Task details:
Work out how many lines of the records contain "sqrt". Answer with the number and nothing else.

(Saved entries)
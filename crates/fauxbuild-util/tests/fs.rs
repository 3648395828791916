use fauxbuild_util::fs::{absolute, ensure_parent};
use tempfile::TempDir;

#[test]
fn test_absolute_keeps_absolute_paths() {
    let tmp = TempDir::new().unwrap();
    let abs = absolute(tmp.path()).unwrap();
    assert!(abs.is_absolute());
    assert_eq!(abs, tmp.path());
}

#[test]
fn test_absolute_joins_relative_onto_cwd() {
    let abs = absolute(std::path::Path::new("some/project")).unwrap();
    assert!(abs.is_absolute());
    assert!(abs.ends_with("some/project"));
    assert!(!abs.to_string_lossy().ends_with('/'));
}

#[test]
fn test_ensure_parent_creates_nested() {
    let tmp = TempDir::new().unwrap();
    let file = tmp.path().join("x").join("y").join("graph.fxb");
    ensure_parent(&file).unwrap();
    assert!(tmp.path().join("x").join("y").is_dir());
    assert!(!file.exists());
}

#[test]
fn test_ensure_parent_idempotent() {
    let tmp = TempDir::new().unwrap();
    let file = tmp.path().join("graph.fxb");
    ensure_parent(&file).unwrap();
    ensure_parent(&file).unwrap();
    assert!(tmp.path().is_dir());
}

#[test]
fn test_ensure_parent_bare_file_name() {
    ensure_parent(std::path::Path::new("graph.fxb")).unwrap();
}
//! On-disk snapshot container and the index-based graph payload it carries.
//!
//! Layout, all integers little-endian:
//!
//! ```text
//! u32   magic (0xfcfcfcfc)
//! u32   kind length
//! [u8]  kind (ASCII discriminator, e.g. "cargo")
//! [u8]  gzip stream of the JSON payload
//! ```

use std::io::{Read, Write};
use std::path::Path;

use flate2::read::GzDecoder;
use flate2::write::GzEncoder;
use flate2::Compression;
use miette::Diagnostic;
use serde::{Deserialize, Serialize};
use thiserror::Error;

use fauxbuild_util::errors::FauxError;

pub const SNAPSHOT_MAGIC: u32 = 0xfcfc_fcfc;

const HEADER_LEN: usize = 8;

/// Errors raised while decoding a snapshot. All are fatal to loading.
#[derive(Debug, Error, Diagnostic)]
pub enum SnapshotError {
    #[error(
        "not a snapshot file: magic {found:#010x} does not match {expected:#010x}",
        expected = SNAPSHOT_MAGIC
    )]
    BadMagic { found: u32 },

    #[error("snapshot truncated: {len} bytes is too short for its header")]
    #[diagnostic(help("The file may have been cut off while copying; regenerate it with `fauxbuild gen`"))]
    Truncated { len: usize },

    #[error("snapshot kind tag is not ASCII")]
    KindNotAscii,

    #[error("snapshot kind tag of {len} bytes does not fit the header")]
    KindTooLong { len: usize },

    #[error("snapshot is for `{found}` work, expected `{expected}`")]
    #[diagnostic(help("Pass the matching --compiler type for this snapshot"))]
    KindMismatch { expected: String, found: String },

    #[error("snapshot payload is corrupt: {0}")]
    Corrupt(#[source] std::io::Error),

    #[error("snapshot payload is malformed: {0}")]
    Payload(#[source] serde_json::Error),

    #[error("snapshot package #{package} has {field} index {index}, but only {len} packages exist")]
    DanglingIndex {
        package: usize,
        field: &'static str,
        index: usize,
        len: usize,
    },

    #[error("snapshot package #{package} lists {field} index {index} more than once")]
    DuplicateEdge {
        package: usize,
        field: &'static str,
        index: usize,
    },

    #[error("snapshot packages #{first} and #{second} are both `{name} v{version}`")]
    DuplicatePackage {
        name: String,
        version: String,
        first: usize,
        second: usize,
    },

    #[error("snapshot package #{package} depends on #{dependency}, which does not list it as a dependent")]
    AsymmetricEdge { package: usize, dependency: usize },

    #[error("snapshot target index {index} is out of range for {len} packages")]
    DanglingTarget { index: usize, len: usize },

    #[error("snapshot lists {targets} targets but {paths} target paths")]
    TargetPathMismatch { targets: usize, paths: usize },
}

/// One package in a snapshot; edges are indices into [`GraphSnapshot::packages`].
#[derive(Debug, Clone, PartialEq, Eq, Serialize, Deserialize)]
pub struct SnapshotPackage {
    pub name: String,
    #[serde(rename = "ver")]
    pub version: String,
    #[serde(rename = "dep", default)]
    pub dependencies: Vec<usize>,
    #[serde(rename = "req", default)]
    pub required_by: Vec<usize>,
}

/// A resolved package graph in portable, index-referenced form.
#[derive(Debug, Clone, Default, PartialEq, Eq, Serialize, Deserialize)]
pub struct GraphSnapshot {
    pub packages: Vec<SnapshotPackage>,
    /// Indices of target packages, parallel to `paths`.
    #[serde(rename = "target", default)]
    pub targets: Vec<usize>,
    #[serde(rename = "path", default)]
    pub paths: Vec<String>,
}

impl GraphSnapshot {
    pub fn to_json(&self) -> Result<Vec<u8>, serde_json::Error> {
        serde_json::to_vec(self)
    }

    pub fn from_json(bytes: &[u8]) -> Result<Self, SnapshotError> {
        serde_json::from_slice(bytes).map_err(SnapshotError::Payload)
    }
}

/// A decoded container: the work-kind discriminator and the uncompressed payload.
#[derive(Debug, Clone, PartialEq, Eq)]
pub struct SnapshotContainer {
    pub kind: String,
    pub payload: Vec<u8>,
}

impl SnapshotContainer {
    pub fn new(kind: impl Into<String>, payload: Vec<u8>) -> Self {
        Self {
            kind: kind.into(),
            payload,
        }
    }

    /// Serialize to the on-disk layout, gzip-compressing the payload at `level` (0-9).
    pub fn encode(&self, level: u32) -> std::io::Result<Vec<u8>> {
        let kind_len = u32::try_from(self.kind.len()).map_err(|_| {
            std::io::Error::new(std::io::ErrorKind::InvalidInput, "kind tag too long")
        })?;
        let mut out = Vec::with_capacity(HEADER_LEN + self.kind.len() + self.payload.len() / 4);
        out.extend_from_slice(&SNAPSHOT_MAGIC.to_le_bytes());
        out.extend_from_slice(&kind_len.to_le_bytes());
        out.extend_from_slice(self.kind.as_bytes());

        let mut encoder = GzEncoder::new(out, Compression::new(level.min(9)));
        encoder.write_all(&self.payload)?;
        encoder.finish()
    }

    /// Parse the on-disk layout.
    pub fn decode(bytes: &[u8]) -> Result<Self, SnapshotError> {
        if bytes.len() < HEADER_LEN {
            return Err(SnapshotError::Truncated { len: bytes.len() });
        }
        let magic = u32::from_le_bytes([bytes[0], bytes[1], bytes[2], bytes[3]]);
        if magic != SNAPSHOT_MAGIC {
            return Err(SnapshotError::BadMagic { found: magic });
        }
        let kind_len = u32::from_le_bytes([bytes[4], bytes[5], bytes[6], bytes[7]]) as usize;
        let kind_end = HEADER_LEN
            .checked_add(kind_len)
            .filter(|&end| end <= bytes.len())
            .ok_or(SnapshotError::KindTooLong { len: kind_len })?;

        let kind_bytes = &bytes[HEADER_LEN..kind_end];
        if !kind_bytes.is_ascii() {
            return Err(SnapshotError::KindNotAscii);
        }
        let kind = String::from_utf8_lossy(kind_bytes).into_owned();

        let mut payload = Vec::new();
        GzDecoder::new(&bytes[kind_end..])
            .read_to_end(&mut payload)
            .map_err(SnapshotError::Corrupt)?;

        Ok(Self { kind, payload })
    }

    /// Unwrap the payload, failing unless the discriminator equals `expected`.
    pub fn into_payload(self, expected: &str) -> Result<Vec<u8>, SnapshotError> {
        if self.kind != expected {
            return Err(SnapshotError::KindMismatch {
                expected: expected.to_string(),
                found: self.kind,
            });
        }
        Ok(self.payload)
    }

    /// Read and decode a snapshot file.
    pub fn read(path: &Path) -> miette::Result<Self> {
        let bytes = std::fs::read(path).map_err(|e| FauxError::Snapshot {
            message: format!("Failed to read {}: {e}", path.display()),
        })?;
        Ok(Self::decode(&bytes)?)
    }

    /// Encode and write a snapshot file, creating parent directories as needed.
    pub fn write(&self, path: &Path, level: u32) -> miette::Result<()> {
        let bytes = self.encode(level).map_err(|e| FauxError::Snapshot {
            message: format!("Failed to encode snapshot: {e}"),
        })?;
        fauxbuild_util::fs::ensure_parent(path).map_err(FauxError::Io)?;
        std::fs::write(path, bytes).map_err(|e| FauxError::Snapshot {
            message: format!("Failed to write {}: {e}", path.display()),
        })?;
        Ok(())
    }
}
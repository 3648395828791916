use std::path::{Path, PathBuf};

use fauxbuild_util::errors::FauxError;
use tracing::debug;

use crate::lockfile::Lockfile;
use crate::manifest::Manifest;

/// A package the user asked to build, as opposed to one pulled in as a dependency.
#[derive(Debug, Clone, PartialEq, Eq)]
pub struct TargetDecl {
    pub name: String,
    pub version: String,
    /// Directory of the target's `Cargo.toml`, absolute, no trailing slash.
    pub path: String,
}

/// A Cargo project directory: its lockfile plus the targets its manifests designate.
///
/// `Cargo.toml` at the root may describe:
/// - a root package alone,
/// - a root package plus workspace members,
/// - workspace members alone (a virtual manifest).
#[derive(Debug, Clone)]
pub struct Workspace {
    pub root_dir: PathBuf,
    pub lockfile: Lockfile,
    pub targets: Vec<TargetDecl>,
}

impl Workspace {
    /// Read `Cargo.lock`, the root `Cargo.toml` and every member `Cargo.toml`.
    pub fn load(dir: &Path) -> miette::Result<Self> {
        let root_dir = fauxbuild_util::fs::absolute(dir).map_err(FauxError::Io)?;
        let lockfile = Lockfile::from_path(&root_dir.join("Cargo.lock"))?;
        let manifest = Manifest::from_path(&root_dir.join("Cargo.toml"))?;
        let inherited = manifest.workspace_version();

        let mut targets = Vec::new();

        if let Some(pkg) = &manifest.package {
            let version = pkg
                .resolved_version(inherited)
                .map_err(|message| FauxError::Manifest { message })?;
            targets.push(TargetDecl {
                name: pkg.name.clone(),
                version,
                path: root_dir.display().to_string(),
            });
        }

        let members = manifest
            .workspace
            .as_ref()
            .map(|ws| ws.members.as_slice())
            .unwrap_or_default();
        for member in members {
            let member_dir = root_dir.join(member);
            let member_manifest = Manifest::from_path(&member_dir.join("Cargo.toml"))?;
            // Nested workspaces are not supported: a member must be a package.
            let Some(pkg) = member_manifest.package else {
                return Err(FauxError::Manifest {
                    message: format!(
                        "workspace member `{member}` has a Cargo.toml without a [package] section"
                    ),
                }
                .into());
            };
            let version = pkg
                .resolved_version(inherited)
                .map_err(|message| FauxError::Manifest { message })?;
            targets.push(TargetDecl {
                name: pkg.name,
                version,
                path: member_dir.display().to_string(),
            });
        }

        debug!(
            root = %root_dir.display(),
            packages = lockfile.package.len(),
            targets = targets.len(),
            "loaded workspace"
        );

        Ok(Self {
            root_dir,
            lockfile,
            targets,
        })
    }

    /// Returns `true` if the root manifest has no package of its own.
    pub fn is_virtual(&self) -> bool {
        let root = self.root_dir.display().to_string();
        !self.targets.iter().any(|t| t.path == root)
    }
}
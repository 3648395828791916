//! How long a simulated compilation takes.

use std::f64::consts::{E, PI};
use std::sync::{Mutex, PoisonError};
use std::time::Duration;

use fauxbuild_resolver::{Package, PackageGraph};
use rand::rngs::StdRng;
use rand::{Rng, SeedableRng};

/// Pluggable duration model consulted by the worker pool.
pub trait DurationModel: Send + Sync {
    /// Time spent "compiling" `package`. Called once per dispatch.
    fn duration(&self, package: &Package) -> Duration;

    /// Pause between consecutive dispatches.
    fn dispatch_gap(&self) -> Duration {
        Duration::ZERO
    }
}

/// Every package takes the same time; no pause between dispatches.
#[derive(Debug, Clone, Copy, Default)]
pub struct FixedDuration(pub Duration);

impl DurationModel for FixedDuration {
    fn duration(&self, _package: &Package) -> Duration {
        self.0
    }
}

/// Crate-sized timings resembling a real `cargo build --release`.
///
/// A crate's size is drawn around the crates.io mean (~102 KiB) and turned
/// into seconds, then scaled by a bell-shaped overhead over its dependency
/// count: crates with about as many dependencies as the heaviest crate in the
/// graph take longest.
#[derive(Debug)]
pub struct CargoTimings {
    rng: Mutex<StdRng>,
    /// Largest dependency count in the graph.
    peak: f64,
    height: f64,
    falloff: f64,
    scale: f64,
}

impl CargoTimings {
    pub fn new(graph: &PackageGraph, seed: Option<u64>, scale: f64) -> Self {
        let mut rng = match seed {
            Some(seed) => StdRng::seed_from_u64(seed),
            None => StdRng::from_entropy(),
        };
        let peak = graph.max_dependency_count() as f64;
        let height = rng.gen_range(E * E..PI * PI) * (1.0 - (-0.5 * (peak + 1.0)).exp());
        let low = rng.gen_range(E.sqrt()..PI.sqrt());
        let falloff = (height / low).ln();
        Self {
            rng: Mutex::new(rng),
            peak,
            height,
            falloff,
            scale,
        }
    }

    fn overhead(&self, dependencies: usize) -> f64 {
        if self.peak == 0.0 {
            return self.height;
        }
        let d = dependencies as f64 - self.peak;
        self.height * (-self.falloff * d * d / (self.peak * self.peak)).exp()
    }

    /// Saturates at [`Duration::MAX`] instead of overflowing.
    fn scaled(&self, seconds: f64) -> Duration {
        Duration::try_from_secs_f64((seconds * self.scale).max(0.0)).unwrap_or(Duration::MAX)
    }
}

impl DurationModel for CargoTimings {
    fn duration(&self, package: &Package) -> Duration {
        let mut rng = self.rng.lock().unwrap_or_else(PoisonError::into_inner);
        let size = normal(&mut *rng, 102.0, 42.0).max(1.0);
        let seconds = normal(&mut *rng, size / 420.0, 0.1).max(0.05);
        drop(rng);
        self.scaled(seconds * self.overhead(package.remaining_dependency_count()))
    }

    fn dispatch_gap(&self) -> Duration {
        let mut rng = self.rng.lock().unwrap_or_else(PoisonError::into_inner);
        let millis = normal(&mut *rng, 50.0, 10.0).max(30.0);
        self.scaled(millis / 1000.0)
    }
}

/// Box–Muller sample from N(mean, std_dev²).
fn normal<R: Rng + ?Sized>(rng: &mut R, mean: f64, std_dev: f64) -> f64 {
    let u1: f64 = 1.0 - rng.gen::<f64>();
    let u2: f64 = rng.gen();
    let z = (-2.0 * u1.ln()).sqrt() * (2.0 * PI * u2).cos();
    mean + std_dev * z
}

Task response:
2